• **Instructions to follow**
Copy out each line below containing "next".

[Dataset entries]
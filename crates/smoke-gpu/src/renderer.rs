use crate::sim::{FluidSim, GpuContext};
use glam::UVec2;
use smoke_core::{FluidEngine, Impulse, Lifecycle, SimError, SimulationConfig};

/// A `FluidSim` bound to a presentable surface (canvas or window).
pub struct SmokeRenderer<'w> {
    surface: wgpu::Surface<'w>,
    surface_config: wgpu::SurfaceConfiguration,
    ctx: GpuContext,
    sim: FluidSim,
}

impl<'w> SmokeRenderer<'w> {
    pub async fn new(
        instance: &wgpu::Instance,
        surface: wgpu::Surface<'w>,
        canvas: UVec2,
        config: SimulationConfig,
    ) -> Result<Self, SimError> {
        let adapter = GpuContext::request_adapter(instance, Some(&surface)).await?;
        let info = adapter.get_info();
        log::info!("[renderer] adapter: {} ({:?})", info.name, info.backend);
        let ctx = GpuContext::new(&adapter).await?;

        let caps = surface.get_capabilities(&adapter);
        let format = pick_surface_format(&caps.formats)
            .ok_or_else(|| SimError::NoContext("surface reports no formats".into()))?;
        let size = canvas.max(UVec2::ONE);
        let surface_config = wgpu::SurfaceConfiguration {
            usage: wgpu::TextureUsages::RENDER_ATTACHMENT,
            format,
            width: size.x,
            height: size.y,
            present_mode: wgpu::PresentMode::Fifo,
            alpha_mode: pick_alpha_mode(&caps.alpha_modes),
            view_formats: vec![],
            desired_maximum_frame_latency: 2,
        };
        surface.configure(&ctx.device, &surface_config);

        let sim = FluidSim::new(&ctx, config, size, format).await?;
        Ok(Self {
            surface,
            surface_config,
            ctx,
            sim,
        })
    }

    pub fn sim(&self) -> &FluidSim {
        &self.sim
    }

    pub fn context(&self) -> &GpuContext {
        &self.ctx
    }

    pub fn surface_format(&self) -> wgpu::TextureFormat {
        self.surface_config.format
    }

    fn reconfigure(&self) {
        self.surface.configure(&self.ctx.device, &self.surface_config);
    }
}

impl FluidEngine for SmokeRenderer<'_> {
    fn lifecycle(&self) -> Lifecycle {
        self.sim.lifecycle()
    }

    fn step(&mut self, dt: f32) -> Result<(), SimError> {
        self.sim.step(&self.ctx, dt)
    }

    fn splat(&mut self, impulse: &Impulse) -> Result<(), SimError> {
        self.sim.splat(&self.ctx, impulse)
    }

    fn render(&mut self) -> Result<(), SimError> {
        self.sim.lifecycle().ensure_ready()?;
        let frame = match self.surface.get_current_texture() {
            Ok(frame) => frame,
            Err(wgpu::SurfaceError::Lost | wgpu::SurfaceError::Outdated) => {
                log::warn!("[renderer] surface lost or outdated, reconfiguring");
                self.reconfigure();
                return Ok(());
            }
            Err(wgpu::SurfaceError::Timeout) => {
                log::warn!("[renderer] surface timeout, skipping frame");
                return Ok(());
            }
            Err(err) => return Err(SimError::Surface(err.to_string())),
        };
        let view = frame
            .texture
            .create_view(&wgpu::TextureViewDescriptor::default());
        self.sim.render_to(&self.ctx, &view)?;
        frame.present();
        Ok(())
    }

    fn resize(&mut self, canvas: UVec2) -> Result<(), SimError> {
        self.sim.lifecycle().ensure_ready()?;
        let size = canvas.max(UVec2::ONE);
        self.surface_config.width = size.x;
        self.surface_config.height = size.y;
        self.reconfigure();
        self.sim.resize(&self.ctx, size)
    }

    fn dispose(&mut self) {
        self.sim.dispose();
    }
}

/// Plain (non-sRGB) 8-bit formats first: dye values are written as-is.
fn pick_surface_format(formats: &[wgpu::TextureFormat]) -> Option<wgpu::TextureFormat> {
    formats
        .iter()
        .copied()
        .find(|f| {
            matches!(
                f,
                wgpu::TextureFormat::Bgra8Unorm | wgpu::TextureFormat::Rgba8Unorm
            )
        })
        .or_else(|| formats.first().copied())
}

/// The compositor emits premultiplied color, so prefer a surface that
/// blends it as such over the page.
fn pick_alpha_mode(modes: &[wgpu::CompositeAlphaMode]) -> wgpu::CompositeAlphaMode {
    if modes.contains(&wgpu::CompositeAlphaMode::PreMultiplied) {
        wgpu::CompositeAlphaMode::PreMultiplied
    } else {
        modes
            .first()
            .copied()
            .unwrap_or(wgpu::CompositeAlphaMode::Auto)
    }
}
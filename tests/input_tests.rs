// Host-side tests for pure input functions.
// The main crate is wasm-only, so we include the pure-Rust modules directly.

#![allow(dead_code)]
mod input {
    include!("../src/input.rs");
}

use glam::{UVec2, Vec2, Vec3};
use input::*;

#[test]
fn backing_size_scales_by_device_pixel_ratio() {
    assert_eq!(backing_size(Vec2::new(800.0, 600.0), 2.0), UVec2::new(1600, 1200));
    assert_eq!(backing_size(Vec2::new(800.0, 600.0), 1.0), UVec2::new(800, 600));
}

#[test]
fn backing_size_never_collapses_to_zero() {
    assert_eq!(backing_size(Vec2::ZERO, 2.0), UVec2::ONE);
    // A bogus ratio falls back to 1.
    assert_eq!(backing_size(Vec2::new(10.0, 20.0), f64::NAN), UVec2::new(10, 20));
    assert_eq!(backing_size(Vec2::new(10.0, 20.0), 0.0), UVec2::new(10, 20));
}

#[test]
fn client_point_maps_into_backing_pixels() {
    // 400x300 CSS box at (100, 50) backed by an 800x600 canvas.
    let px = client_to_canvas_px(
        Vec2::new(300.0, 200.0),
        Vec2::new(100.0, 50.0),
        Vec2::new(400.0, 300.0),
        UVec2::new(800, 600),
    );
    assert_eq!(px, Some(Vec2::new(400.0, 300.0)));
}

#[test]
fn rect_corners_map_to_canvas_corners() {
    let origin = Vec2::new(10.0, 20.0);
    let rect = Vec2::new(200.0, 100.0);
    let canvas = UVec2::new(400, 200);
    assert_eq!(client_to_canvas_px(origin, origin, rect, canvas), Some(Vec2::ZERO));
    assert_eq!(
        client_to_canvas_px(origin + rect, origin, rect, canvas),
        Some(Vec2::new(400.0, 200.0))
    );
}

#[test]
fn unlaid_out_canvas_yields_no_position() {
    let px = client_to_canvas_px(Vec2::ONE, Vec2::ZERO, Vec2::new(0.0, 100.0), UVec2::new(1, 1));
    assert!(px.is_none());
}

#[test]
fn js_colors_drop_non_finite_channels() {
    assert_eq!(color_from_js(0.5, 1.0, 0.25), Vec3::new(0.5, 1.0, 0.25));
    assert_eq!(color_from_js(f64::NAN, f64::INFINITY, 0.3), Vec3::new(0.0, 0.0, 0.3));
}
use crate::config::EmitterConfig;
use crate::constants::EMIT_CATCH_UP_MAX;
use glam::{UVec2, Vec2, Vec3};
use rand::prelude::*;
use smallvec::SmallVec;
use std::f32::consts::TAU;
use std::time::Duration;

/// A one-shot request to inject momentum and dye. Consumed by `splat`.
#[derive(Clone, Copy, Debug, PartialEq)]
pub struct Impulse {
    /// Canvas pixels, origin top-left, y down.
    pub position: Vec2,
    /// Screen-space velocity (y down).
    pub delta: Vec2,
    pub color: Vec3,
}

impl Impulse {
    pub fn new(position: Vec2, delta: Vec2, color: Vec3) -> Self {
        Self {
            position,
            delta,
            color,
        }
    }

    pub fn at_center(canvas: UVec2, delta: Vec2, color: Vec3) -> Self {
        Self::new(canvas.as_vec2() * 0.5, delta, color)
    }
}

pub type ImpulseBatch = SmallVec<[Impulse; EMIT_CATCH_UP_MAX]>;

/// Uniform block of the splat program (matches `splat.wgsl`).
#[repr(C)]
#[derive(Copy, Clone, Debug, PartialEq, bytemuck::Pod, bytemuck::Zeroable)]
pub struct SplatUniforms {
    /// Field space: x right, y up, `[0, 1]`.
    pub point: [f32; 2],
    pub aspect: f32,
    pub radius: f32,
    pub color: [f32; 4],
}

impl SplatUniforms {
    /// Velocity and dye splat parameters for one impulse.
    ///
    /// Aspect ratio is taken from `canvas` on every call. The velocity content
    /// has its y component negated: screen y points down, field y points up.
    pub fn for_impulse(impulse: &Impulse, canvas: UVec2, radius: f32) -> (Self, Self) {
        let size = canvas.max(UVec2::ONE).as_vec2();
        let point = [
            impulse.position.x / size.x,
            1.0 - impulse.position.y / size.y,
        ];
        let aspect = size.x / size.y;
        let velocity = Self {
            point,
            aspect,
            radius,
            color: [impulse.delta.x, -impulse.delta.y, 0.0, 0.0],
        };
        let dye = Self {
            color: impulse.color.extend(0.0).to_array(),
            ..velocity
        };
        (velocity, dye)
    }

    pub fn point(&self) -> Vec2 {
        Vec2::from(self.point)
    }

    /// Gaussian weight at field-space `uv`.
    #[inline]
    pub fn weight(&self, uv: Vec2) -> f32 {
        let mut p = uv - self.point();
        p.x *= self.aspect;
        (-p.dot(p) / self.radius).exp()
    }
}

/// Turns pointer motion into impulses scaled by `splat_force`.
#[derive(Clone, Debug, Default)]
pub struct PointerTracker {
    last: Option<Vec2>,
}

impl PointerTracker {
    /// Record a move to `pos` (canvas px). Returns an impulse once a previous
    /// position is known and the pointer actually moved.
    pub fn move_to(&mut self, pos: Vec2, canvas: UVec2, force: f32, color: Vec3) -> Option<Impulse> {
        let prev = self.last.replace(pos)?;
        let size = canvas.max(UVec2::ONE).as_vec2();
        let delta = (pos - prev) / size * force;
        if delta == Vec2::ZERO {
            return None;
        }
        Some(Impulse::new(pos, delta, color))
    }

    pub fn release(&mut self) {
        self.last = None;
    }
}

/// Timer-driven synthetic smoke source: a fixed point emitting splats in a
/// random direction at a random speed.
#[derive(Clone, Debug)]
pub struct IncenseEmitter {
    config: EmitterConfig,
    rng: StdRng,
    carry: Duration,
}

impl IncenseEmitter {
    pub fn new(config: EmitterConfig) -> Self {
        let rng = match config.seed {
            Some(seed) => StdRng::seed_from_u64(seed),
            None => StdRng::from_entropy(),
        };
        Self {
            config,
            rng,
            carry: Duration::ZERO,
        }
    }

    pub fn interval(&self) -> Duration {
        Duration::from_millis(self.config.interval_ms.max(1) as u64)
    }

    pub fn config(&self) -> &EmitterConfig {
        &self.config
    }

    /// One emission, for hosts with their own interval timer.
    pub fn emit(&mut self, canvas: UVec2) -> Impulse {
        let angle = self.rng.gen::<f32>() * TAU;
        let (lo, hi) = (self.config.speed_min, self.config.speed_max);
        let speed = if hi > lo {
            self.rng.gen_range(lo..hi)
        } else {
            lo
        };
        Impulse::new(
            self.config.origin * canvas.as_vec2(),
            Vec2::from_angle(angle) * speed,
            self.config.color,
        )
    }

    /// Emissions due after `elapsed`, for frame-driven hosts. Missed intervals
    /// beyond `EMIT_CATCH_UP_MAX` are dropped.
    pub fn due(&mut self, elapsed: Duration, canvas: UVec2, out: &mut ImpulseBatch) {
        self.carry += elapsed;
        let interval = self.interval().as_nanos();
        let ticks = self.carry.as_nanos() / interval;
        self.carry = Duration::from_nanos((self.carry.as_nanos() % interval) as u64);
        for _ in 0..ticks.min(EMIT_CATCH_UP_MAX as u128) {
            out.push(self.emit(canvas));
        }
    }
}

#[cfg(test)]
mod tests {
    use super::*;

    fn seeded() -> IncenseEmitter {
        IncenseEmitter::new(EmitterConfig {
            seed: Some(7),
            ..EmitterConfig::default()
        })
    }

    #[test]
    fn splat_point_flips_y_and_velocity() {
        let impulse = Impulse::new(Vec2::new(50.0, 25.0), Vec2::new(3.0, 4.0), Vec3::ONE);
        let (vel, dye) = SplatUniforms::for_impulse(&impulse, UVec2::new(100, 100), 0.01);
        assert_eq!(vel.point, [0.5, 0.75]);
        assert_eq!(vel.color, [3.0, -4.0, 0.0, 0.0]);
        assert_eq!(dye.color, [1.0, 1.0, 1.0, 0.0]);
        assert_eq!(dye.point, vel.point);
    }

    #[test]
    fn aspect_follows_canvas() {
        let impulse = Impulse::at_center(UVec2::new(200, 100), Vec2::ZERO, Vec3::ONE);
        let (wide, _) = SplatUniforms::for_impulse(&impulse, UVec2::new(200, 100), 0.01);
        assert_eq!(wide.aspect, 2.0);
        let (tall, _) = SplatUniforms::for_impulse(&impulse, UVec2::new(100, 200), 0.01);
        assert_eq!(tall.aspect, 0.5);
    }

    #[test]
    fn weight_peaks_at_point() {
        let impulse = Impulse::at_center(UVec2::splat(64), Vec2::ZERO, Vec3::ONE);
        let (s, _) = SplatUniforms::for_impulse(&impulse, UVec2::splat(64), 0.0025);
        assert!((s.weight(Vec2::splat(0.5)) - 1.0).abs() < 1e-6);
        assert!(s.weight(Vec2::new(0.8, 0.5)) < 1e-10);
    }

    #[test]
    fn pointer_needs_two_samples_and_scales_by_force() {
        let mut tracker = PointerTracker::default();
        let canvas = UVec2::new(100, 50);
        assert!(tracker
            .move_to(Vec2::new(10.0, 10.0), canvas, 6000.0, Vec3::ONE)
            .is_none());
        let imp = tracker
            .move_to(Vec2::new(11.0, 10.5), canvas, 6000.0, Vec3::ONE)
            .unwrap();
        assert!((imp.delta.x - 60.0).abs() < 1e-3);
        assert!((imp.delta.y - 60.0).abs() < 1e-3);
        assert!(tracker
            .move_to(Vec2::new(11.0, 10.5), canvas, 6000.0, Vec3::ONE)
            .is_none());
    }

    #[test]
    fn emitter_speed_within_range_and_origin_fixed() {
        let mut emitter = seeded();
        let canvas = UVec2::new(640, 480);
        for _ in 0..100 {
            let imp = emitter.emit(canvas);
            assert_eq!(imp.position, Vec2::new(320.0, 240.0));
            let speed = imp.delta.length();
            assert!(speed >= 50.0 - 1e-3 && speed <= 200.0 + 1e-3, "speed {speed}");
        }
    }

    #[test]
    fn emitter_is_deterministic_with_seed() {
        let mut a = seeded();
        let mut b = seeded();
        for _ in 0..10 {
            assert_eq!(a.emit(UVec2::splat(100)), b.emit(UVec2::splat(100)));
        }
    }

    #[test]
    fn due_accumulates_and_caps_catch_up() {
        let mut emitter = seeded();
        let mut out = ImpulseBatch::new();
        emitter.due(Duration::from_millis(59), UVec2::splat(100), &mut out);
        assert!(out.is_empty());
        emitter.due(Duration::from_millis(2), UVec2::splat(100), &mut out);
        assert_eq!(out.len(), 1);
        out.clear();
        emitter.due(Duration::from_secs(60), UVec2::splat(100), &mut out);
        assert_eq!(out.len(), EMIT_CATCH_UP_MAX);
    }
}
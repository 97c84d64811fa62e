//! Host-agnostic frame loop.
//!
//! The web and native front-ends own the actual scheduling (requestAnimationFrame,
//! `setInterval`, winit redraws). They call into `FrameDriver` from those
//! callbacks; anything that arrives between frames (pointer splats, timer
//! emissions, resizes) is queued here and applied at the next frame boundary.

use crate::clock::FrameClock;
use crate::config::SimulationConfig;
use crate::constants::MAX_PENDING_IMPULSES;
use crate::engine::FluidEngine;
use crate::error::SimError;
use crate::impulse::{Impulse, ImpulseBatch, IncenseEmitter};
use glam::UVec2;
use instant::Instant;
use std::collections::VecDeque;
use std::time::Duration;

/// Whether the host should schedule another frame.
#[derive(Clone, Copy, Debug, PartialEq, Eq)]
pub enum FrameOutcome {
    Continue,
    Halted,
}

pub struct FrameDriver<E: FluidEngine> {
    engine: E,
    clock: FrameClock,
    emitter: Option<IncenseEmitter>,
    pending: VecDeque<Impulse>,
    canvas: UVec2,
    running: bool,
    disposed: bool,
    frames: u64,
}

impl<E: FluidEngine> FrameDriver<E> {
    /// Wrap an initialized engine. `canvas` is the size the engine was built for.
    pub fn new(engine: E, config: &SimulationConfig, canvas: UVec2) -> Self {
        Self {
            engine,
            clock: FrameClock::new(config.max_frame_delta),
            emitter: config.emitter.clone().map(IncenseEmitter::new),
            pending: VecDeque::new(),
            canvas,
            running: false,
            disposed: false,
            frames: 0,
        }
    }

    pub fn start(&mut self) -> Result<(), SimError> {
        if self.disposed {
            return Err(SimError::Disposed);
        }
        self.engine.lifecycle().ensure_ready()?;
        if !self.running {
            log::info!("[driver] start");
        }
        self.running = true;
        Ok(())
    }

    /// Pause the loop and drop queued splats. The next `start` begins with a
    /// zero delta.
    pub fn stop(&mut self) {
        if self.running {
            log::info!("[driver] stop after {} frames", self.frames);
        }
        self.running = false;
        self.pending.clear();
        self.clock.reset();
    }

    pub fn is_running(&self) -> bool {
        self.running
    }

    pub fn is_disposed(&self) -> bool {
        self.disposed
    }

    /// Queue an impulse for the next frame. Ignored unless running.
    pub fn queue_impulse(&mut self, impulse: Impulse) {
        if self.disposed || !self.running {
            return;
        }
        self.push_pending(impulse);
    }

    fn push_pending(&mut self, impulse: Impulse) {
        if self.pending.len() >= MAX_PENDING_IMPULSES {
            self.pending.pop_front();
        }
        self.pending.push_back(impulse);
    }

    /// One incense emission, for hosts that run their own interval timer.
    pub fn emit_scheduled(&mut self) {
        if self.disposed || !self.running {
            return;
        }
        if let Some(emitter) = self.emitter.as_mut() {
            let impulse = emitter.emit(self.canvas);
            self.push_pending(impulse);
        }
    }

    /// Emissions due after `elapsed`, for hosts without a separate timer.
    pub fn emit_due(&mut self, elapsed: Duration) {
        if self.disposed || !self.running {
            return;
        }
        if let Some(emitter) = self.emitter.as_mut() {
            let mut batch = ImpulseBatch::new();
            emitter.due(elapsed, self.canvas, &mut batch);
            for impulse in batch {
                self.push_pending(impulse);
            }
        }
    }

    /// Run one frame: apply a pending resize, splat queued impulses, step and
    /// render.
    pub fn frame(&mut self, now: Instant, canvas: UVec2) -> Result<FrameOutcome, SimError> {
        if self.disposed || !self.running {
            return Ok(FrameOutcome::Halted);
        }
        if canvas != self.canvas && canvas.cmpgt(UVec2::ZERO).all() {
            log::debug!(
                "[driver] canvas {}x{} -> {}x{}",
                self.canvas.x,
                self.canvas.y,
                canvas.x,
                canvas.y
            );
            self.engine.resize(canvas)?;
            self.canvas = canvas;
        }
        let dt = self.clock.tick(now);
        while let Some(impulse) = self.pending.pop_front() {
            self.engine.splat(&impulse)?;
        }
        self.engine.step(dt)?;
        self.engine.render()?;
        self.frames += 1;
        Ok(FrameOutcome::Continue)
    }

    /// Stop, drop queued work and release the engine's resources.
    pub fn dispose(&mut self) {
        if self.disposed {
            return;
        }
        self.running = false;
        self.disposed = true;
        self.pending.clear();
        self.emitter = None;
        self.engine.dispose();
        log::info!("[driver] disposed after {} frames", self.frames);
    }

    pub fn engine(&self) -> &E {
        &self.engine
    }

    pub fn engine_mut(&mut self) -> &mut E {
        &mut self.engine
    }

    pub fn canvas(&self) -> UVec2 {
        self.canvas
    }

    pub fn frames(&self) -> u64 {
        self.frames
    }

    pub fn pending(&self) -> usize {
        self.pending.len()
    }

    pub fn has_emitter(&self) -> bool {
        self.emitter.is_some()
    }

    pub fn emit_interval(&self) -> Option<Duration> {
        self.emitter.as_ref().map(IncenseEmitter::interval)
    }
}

• **Expected answer**
//! emissions, resizes) is queued here and applied at the next frame boundary.
    /// Pause the loop and drop queued splats. The next `start` begins with a
    /// Queue an impulse for the next frame. Ignored unless running.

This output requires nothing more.